P3-550/P3-550E CPU Module Configuration

Description

The P3-550(E) CPU is configured using the setup tools found in the Hardware Configuration window. First select the Local Base Group from the Hardware Configuration window by double left-clicking the Local Base Group or by right-clicking the Local Base Group and selecting Open from the drop down menu as seen below.

Then select the P3-550(E) by double left-clicking the CPU or by right-clicking the CPU and selecting Open from the drop down list. This will display the P3-550(E) configuration window.

Options Tab Configuration

1. Ethernet Ports Tab: Click on this Tab to go to the Ethernet Ports Configuration dialog.
2. Remote Access Tab: Click on this Tab to go to the Remote Access Configuration dialog.
3. Serial Ports Tab: Click on this Tab to go to the Serial Ports Configuration dialog.
4. CPU Battery Alarm (Enable/Disable): Enables or Disables the Low Battery Voltage Alarm.
5. Display Name: Allows the entry of a unique Name for the CPU front panel LCD display, which can be selected in the LCD Display Page instruction.


6. Scroll among display pages every: Allows the entry of a value in Seconds from 1 to 10 to determine the Scroll Rate when using multiple Pages on the LCD display.

USB Drive

7. Enable project transfer to/from USB drive: Provides the option to Enable Project Transfer To a USB Drive or From a USB Drive.

Note: Before transferring a project to the CPU via USB pen drive, ensure that you are NOT connected with the programming software either by USB or Ethernet. If you attempt the transfer with the software connected via USB or Ethernet, a CPUCON Error will occur and an error message will appear on the LCD of the P3-550(E).

Note: P Series CPUs ONLY support up to a 32GB FAT formatted USB pen drive (P3 Series) or MicroSD card (P2 Series).

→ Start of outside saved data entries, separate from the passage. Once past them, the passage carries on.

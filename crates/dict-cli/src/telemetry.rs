//! Diagnostic logging set-up for the CLI.

use std::io::{self, IsTerminal};

use dict_config::{Config, LogFormat};
use once_cell::sync::OnceCell;
use tracing::{Subscriber, subscriber::SetGlobalDefaultError};
use tracing_subscriber::EnvFilter;
use tracing_subscriber::fmt;

static TELEMETRY_GUARD: OnceCell<()> = OnceCell::new();

/// Errors encountered while configuring logging.
#[derive(Debug, thiserror::Error)]
pub enum TelemetryError {
    /// The configured log filter expression did not parse.
    #[error("invalid log filter: {0}")]
    Filter(String),
    /// The tracing subscriber could not be installed.
    #[error("failed to install telemetry subscriber: {0}")]
    Subscriber(SetGlobalDefaultError),
}

/// Installs the global stderr subscriber on first use.
///
/// Later calls return immediately, so the first configuration wins for the
/// life of the process.
pub(crate) fn initialise(config: &Config) -> Result<(), TelemetryError> {
    TELEMETRY_GUARD
        .get_or_try_init(|| install_subscriber(config))
        .map(|_| ())
}

fn install_subscriber(config: &Config) -> Result<(), TelemetryError> {
    let filter = EnvFilter::try_new(config.log_filter())
        .map_err(|error| TelemetryError::Filter(error.to_string()))?;

    let builder = |filter: EnvFilter| {
        fmt::Subscriber::builder()
            .with_env_filter(filter)
            .with_target(true)
            .with_level(true)
            .with_writer(io::stderr)
            .with_ansi(io::stderr().is_terminal())
            .with_timer(fmt::time::UtcTime::rfc_3339())
    };

    let subscriber: Box<dyn Subscriber + Send + Sync> = match config.log_format() {
        LogFormat::Json => Box::new(builder(filter).json().flatten_event(true).finish()),
        LogFormat::Compact => Box::new(builder(filter).compact().finish()),
    };

    tracing::subscriber::set_global_default(subscriber).map_err(TelemetryError::Subscriber)
}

8. Enter a 4-digit password:  Allows the entry of  a Password to protect the Project Transfer To/From the USB Drive.
9. Maximum Scan Interval: Sets the value for a Watchdog Timer that will trigger a Maximum Scan Interval Internal tag if the Preset Time is exceeded.
10. Retentive Value Update Rate: User defined Tags that are set as Retentive will be Saved at the Periodic Rate specified here.
11. RS-232 Heartbeat Timeout Bit: Allows the ladder logic in the CPU to know if a device has stopped communicating to the CPU.  The RS-232 Heartbeat Timeout Bit will become true if the RS-232 Comm Heartbeat Value of the Serial Ports configuration is exceeded, but only when the CPU ports are being used as a slave device. The CPU monitors the time between the communications from the master device and enables the Bit if a communication packet fails to be received by the CPU within the specified time.
12. RS-232 Port Buffer Full Bit (95% Full):  A Boolean Tag can be assigned to this field and then used in the ladder code to indicate when communications are almost maxed out on this Port.  When the Port becomes 95% full, the Bit becomes true (value of 1).
13. RS-232 Port Ready Bit: Indicates when the RS-232 Port is ready to be used for communications to other devices. RS-232 Port Ready Bit will become momentarily false during a stop mode transfer of the programing software.
14. RS-485 Heartbeat Timeout Bit: Allows the ladder logic in the CPU to know if a device has stopped communicating to the CPU.  The RS-485 Heartbeat Timeout Bit will become True, but only when the CPU ports are being used as a slave device. The CPU monitors the time between the communications from the master device and enables the Bit if a communication packet fails to be received by the CPU within the specified time.
15. RS-485 Port Buffer Full Bit (95%):  A Boolean Tag can be assigned to this field and then used in the ladder code to indicate when communications are almost maxed out on this Port.  When the Port becomes 95% full, the Bit becomes True (value of 1).
16. RS-485 Port Ready Bit: Indicates when the RS-485 Port is ready to be used for communications to other devices. RS-485 Port Ready Bit will become momentarily false during a stop mode transfer of the programing software.
17. Ethernet Heartbeat Timeout Bit: Becomes True if the Ethernet Comm Heartbeat Value of the Ethernet Ports configuration is exceeded, but only when the CPU ports are being used as a slave device. The CPU monitors the time between the communications from the master device and enables the Bit if a communication packet fails to be received by the CPU within the specified time.
18. Ethernet Port Buffer Full Bit (95% Full): Becomes True if the External Ethernet Port Buffer is 95% full. A Boolean Tag can be assigned to this field and used in the ladder code to indicate when communications are almost maxed out on this Port. Instructions which use the Port Buffer Output Queues: MRX/MWX, RX/WX, GSR/GSW, DWX, AOUT, CPO.
    
    

Note: MST bits correlating to any Buffer Full Bit (95% Full) correspond to the queue of instruction data that was executed but is still waiting to be transmitted out of a port. Each Serial port can buffer 100 instructions, and the local Ethernet port can buffer 1000 instructions. The 95% Bit is not related to the number of bytes waiting, but instead to the number of instructions that have data waiting.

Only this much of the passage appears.